#### HOW TO COMPLETE THIS TASK
Entries follow. Give back exactly the lines starting at the one containing "let top = game.foundation(suit);" and ending at the one containing "let text_w = (text.chars().count()", and no other lines.
--- DATA Enclosed Below ---
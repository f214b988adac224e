//! Relaxed Solitaire table: stock, waste and the four foundations.

use crate::core::{Card, Solitaire};
use crate::fb::{CellStyle, FrameBuffer, Rgb};
use crate::layout::Area;
use crate::palette;
use crate::types::Suit;

const CARD_W: u16 = 6;
const CARD_H: u16 = 3;
/// Column step between piles
const PITCH: u16 = 8;
const WASTE_X: u16 = PITCH;
const FOUNDATION_X: u16 = PITCH * 2 + 2;

const WIDTH: u16 = FOUNDATION_X + PITCH * 3 + CARD_W;
const HEIGHT: u16 = 7;

/// Keys that place on each foundation, in `Suit::ALL` order
const PLACE_KEYS: [&str; 4] = ["s", "h", "d", "c"];

const FACE_BG: Rgb = Rgb::new(235, 235, 225);

#[derive(Debug, Default)]
pub struct SolitaireView;

impl SolitaireView {
    pub fn size(&self) -> (u16, u16) {
        (WIDTH, HEIGHT)
    }

    pub fn render_into(&self, game: &Solitaire, area: Area, fb: &mut FrameBuffer) {
        let table = area.centered(WIDTH, HEIGHT);
        let (x, y) = (table.x, table.y);
        let label = palette::label();

        fb.put_str(x, y, "STOCK", label);
        let stock_face = if game.stock_len() > 0 { "##" } else { "" };
        draw_card_box(fb, x, y + 1, palette::border(), stock_face, palette::text());

        fb.put_str(x + WASTE_X, y, "WASTE", label);
        match game.waste_top() {
            Some(card) => {
                let text = card.to_string();
                draw_card_box(fb, x + WASTE_X, y + 1, palette::border(), &text, card_style(card));
            }
            None => draw_card_box(fb, x + WASTE_X, y + 1, palette::muted(), "--", palette::muted()),
        }

        fb.put_str(x + FOUNDATION_X, y, "FOUNDATIONS", label);
        for (i, suit) in Suit::ALL.into_iter().enumerate() {
            let fx = x + FOUNDATION_X + i as u16 * PITCH;
            let edge = if game.can_place(suit) {
                CellStyle::new(palette::ACCENT, palette::SCREEN).bold()
            } else {
                palette::border()
            };

            let top = game.foundation(suit);
            if top == 0 {
                let mut glyph = [0u8; 4];
                let text = suit.glyph().encode_utf8(&mut glyph);
                draw_card_box(fb, fx, y + 1, edge, text, palette::muted());
            } else {
                let card = Card { suit, rank: top };
                draw_card_box(fb, fx, y + 1, edge, &card.to_string(), card_style(card));
            }
            fb.put_str(fx + CARD_W / 2 - 1, y + 1 + CARD_H, PLACE_KEYS[i], palette::muted());
        }

        let count_y = y + HEIGHT - 1;
        let cx = fb.put_u32(x, count_y, game.stock_len() as u32, palette::text());
        let suffix = if game.stock_len() == 1 { " card left" } else { " cards left" };
        fb.put_str(cx, count_y, suffix, palette::text());
    }
}

fn card_style(card: Card) -> CellStyle {
    let fg = if card.suit.is_red() {
        Rgb::hex(0xc0392b)
    } else {
        Rgb::new(20, 20, 20)
    };
    CellStyle::new(fg, FACE_BG).bold()
}

/// Bordered card with `text` centered on its middle row.
fn draw_card_box(fb: &mut FrameBuffer, x: u16, y: u16, edge: CellStyle, text: &str, face: CellStyle) {
    fb.draw_border(x, y, CARD_W, CARD_H, edge);
    let inner = CARD_W - 2;
    let text_w = (text.chars().count() as u16).min(inner);
    let bg = if text.is_empty() { edge } else { face };
    fb.fill_rect(x + 1, y + 1, inner, 1, ' ', CellStyle { bold: false, ..bg });
    fb.put_str(x + 1 + (inner - text_w) / 2, y + 1, text, face);
}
--- End of Enclosed DATA ---
#### ANSWER AREA
            let top = game.foundation(suit);
            if top == 0 {
                let mut glyph = [0u8; 4];
                let text = suit.glyph().encode_utf8(&mut glyph);
                draw_card_box(fb, fx, y + 1, edge, text, palette::muted());
            } else {
                let card = Card { suit, rank: top };
                draw_card_box(fb, fx, y + 1, edge, &card.to_string(), card_style(card));
            }
            fb.put_str(fx + CARD_W / 2 - 1, y + 1 + CARD_H, PLACE_KEYS[i], palette::muted());
        }

        let count_y = y + HEIGHT - 1;
        let cx = fb.put_u32(x, count_y, game.stock_len() as u32, palette::text());
        let suffix = if game.stock_len() == 1 { " card left" } else { " cards left" };
        fb.put_str(cx, count_y, suffix, palette::text());
    }
}

fn card_style(card: Card) -> CellStyle {
    let fg = if card.suit.is_red() {
        Rgb::hex(0xc0392b)
    } else {
        Rgb::new(20, 20, 20)
    };
    CellStyle::new(fg, FACE_BG).bold()
}

/// Bordered card with `text` centered on its middle row.
fn draw_card_box(fb: &mut FrameBuffer, x: u16, y: u16, edge: CellStyle, text: &str, face: CellStyle) {
    fb.draw_border(x, y, CARD_W, CARD_H, edge);
    let inner = CARD_W - 2;
    let text_w = (text.chars().count() as u16).min(inner);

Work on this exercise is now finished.